Three – It’s About Behaviors NOT Scripts
Kelleher reminds us that effective behaviors involve not just spoken words but authentic words. It is almost impossible to force people to use someone else’s words and appear sincere. So how can we hold behaviors accountable so they remain sincere? We ask leaders to make each common-sense behavior their own.
For example, we make leaders accountable for asking for their direct reports’ thoughts on a matter before they share their own views and give directives. Socrates dreamed up this effective device over 2,000 years ago. The practice reveals the state of direct reports’ thinking, affirms their value when their suggestions are invited and heard, and increases engagement. We make leaders accountable to ‘ask before sharing’ but let each find their own way to integrate the behavior into their daily leadership.
We’ve employed these practical techniques in many organizations with surprising and sustained impact.
One leader came to us six months after we ‘salted’ their leadership work culture with a set of behaviors designed to improve business performance, client satisfaction, and inter-departmental collaboration. She said, “Our culture used to be so negative and discouraging, but now it’s positive and encouraging and it’s been like that for the last six months. But I’m worried it’s going to go back to the way it was before?”

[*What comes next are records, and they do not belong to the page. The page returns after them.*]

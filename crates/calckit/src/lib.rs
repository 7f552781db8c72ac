//! # calckit — Validated arithmetic and list statistics for Rust
//!
//! Basic arithmetic, list statistics, factorial and a sign-based data
//! transform, where every input is validated before use and every failure is
//! reported as a descriptive [`CalcError`].
//!
//! Inputs are "numeric-like": native integers and floats, or text that
//! parses as one. Text without a decimal point is read as an integer,
//! otherwise as a float.
//!
//! ## Quick Start
//!
//! ```rust
//! use calckit::prelude::*;
//!
//! // Text is coerced to numbers; integer arithmetic stays integral.
//! assert_eq!(add("5", "3")?, 8i64);
//! assert_eq!(divide(15, 3)?, 5.0);
//!
//! // Statistics over validated sequences.
//! assert_eq!(average([1, 2, 3, 4, 5])?, 3.0);
//! assert_eq!(maximum(["10", "5", "8"])?, 10i64);
//!
//! // Arbitrary-size factorial.
//! assert_eq!(factorial(5)?, BigUint::from(120u32));
//!
//! // Sign-based transform with an explicit zero policy.
//! let data = [2, -3, 0, 4, -1];
//! assert_eq!(process_data(data, ZeroPolicy::Drop)?, [4i64, 3, 8, 1]);
//! # Result::<(), CalcError>::Ok(())
//! ```
//!
//! ### Result and Error Handling
//!
//! Every operation returns `Result<_, CalcError>`:
//!
//! - **`InvalidInput`**: non-numeric value, empty list, unknown policy name,
//!   non-integral or oversized factorial argument.
//! - **`DivisionByZero`**: the divisor validates to zero.
//! - **`DomainError`**: negative factorial argument.
//!
//! ```rust
//! use calckit::prelude::*;
//!
//! match divide(10, "0") {
//!     Ok(q) => println!("quotient: {q}"),
//!     Err(CalcError::DivisionByZero) => eprintln!("cannot divide by zero"),
//!     Err(e) => eprintln!("failed: {e}"),
//! }
//!
//! let err = batch_average([vec![1, 2], vec![]]).unwrap_err();
//! assert!(err.message().starts_with("Error in list 1"));
//! ```
//!
//! ### Configuration
//!
//! The free functions use the defaults (`Include` zeros, iterative factorial,
//! cap of 1000). Use the builder for anything else:
//!
//! ```rust
//! use calckit::prelude::*;
//!
//! let calc = Calculator::new()
//!     .zero_policy(ZeroPolicy::Drop)
//!     .factorial_limit(20)
//!     .build()?;
//!
//! assert!(calc.factorial(21).is_err());
//! # Result::<(), CalcError>::Ok(())
//! ```
//!
//! ## Minimal Usage (no_std)
//!
//! Disable default features to drop the standard library dependency. The
//! timing helper is only available with `std`.
//!
//! ```toml
//! [dependencies]
//! calckit = { version = "0.2", default-features = false }
//! ```
//!
//! ## Logging
//!
//! Rejected inputs are reported through the [`log`](https://docs.rs/log)
//! facade at `debug` level. The crate never installs a logger.

#![cfg_attr(not(feature = "std"), no_std)]

#[cfg(not(feature = "std"))]
#[macro_use]
extern crate alloc;

// Layer 1: Primitives - value types and the error type.
mod primitives;

// Layer 2: Engine - input validation and timing.
mod engine;

// Layer 3: Math - scalar operations.
mod math;

// Layer 4: Algorithms - sequence operations.
mod algorithms;

// High-level API and builder.
mod api;

pub use crate::algorithms::statistics::{average, batch_average, maximum};
pub use crate::algorithms::transform::{process_data, process_data_named};
pub use crate::api::{
    BinaryOp, CalcError, Calculator, CalculatorBuilder, FactorialMode, Number, NumericLike,
    ZeroPolicy, validate_number, validate_numeric_sequence, validate_sequence_value,
};
#[cfg(feature = "std")]
pub use crate::engine::timing::timed_execution;
pub use crate::engine::validator::MAX_FACTORIAL_INPUT;
pub use crate::math::arithmetic::{add, divide, multiply, subtract};
pub use crate::math::factorial::{factorial, factorial_with_mode};
pub use num_bigint::BigUint;

// Standard calckit prelude.
pub mod prelude {
    #[cfg(feature = "std")]
    pub use crate::timed_execution;
    pub use crate::{
        BigUint, CalcError, Calculator, CalculatorBuilder,
        FactorialMode::{self, Iterative, Recursive},
        Number, NumericLike, ZeroPolicy, add, average, batch_average, divide, factorial,
        factorial_with_mode, maximum, multiply, process_data, subtract,
    };
}

// Internal modules for development and testing.
//
// This module re-exports internal modules for development and testing purposes.
// It is only available with the `dev` feature enabled.
#[cfg(feature = "dev")]
pub mod internals {
    pub mod primitives {
        pub use crate::primitives::*;
    }
    pub mod engine {
        pub use crate::engine::*;
    }
    pub mod math {
        pub use crate::math::*;
    }
    pub mod algorithms {
        pub use crate::algorithms::*;
    }
    pub mod api {
        pub use crate::api::*;
    }
}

I told her that our assistance and presence with them hadn’t changed their culture, but the sets of accountable behaviors we established had.
I told her “It can’t.” I told her that our assistance and presence with them hadn’t changed their culture, but the sets of accountable behaviors we established had. What changed their work culture was leaders being accountable, so they tried new behaviors, and everyone noticed the encouraging change. So whether we stopped assisting them or not – the work culture would remain positive as long as their leaders remained accountable for similar behaviors.
Engineering a culture is really about continually improving and making leadership behaviors a priority to optimize an organizational performance and employee engagement and to ensure its continued success.
Here are 3 reasons organizations should take a step-by-step, engineered approach to strengthen work culture.
Available Energy Untapped – Employee Engagement
North American employee engagement has remained around 30% for 20 years according to Gallup. They found the primary predictor/ influencer to be the relationship between employees and supervising managers and whether each employee understood what was expected. Imagine how much available workforce energy hinges not on budget but on every leader’s behavior – whether managers communicate what’s expected and act in an objective and respectful manner.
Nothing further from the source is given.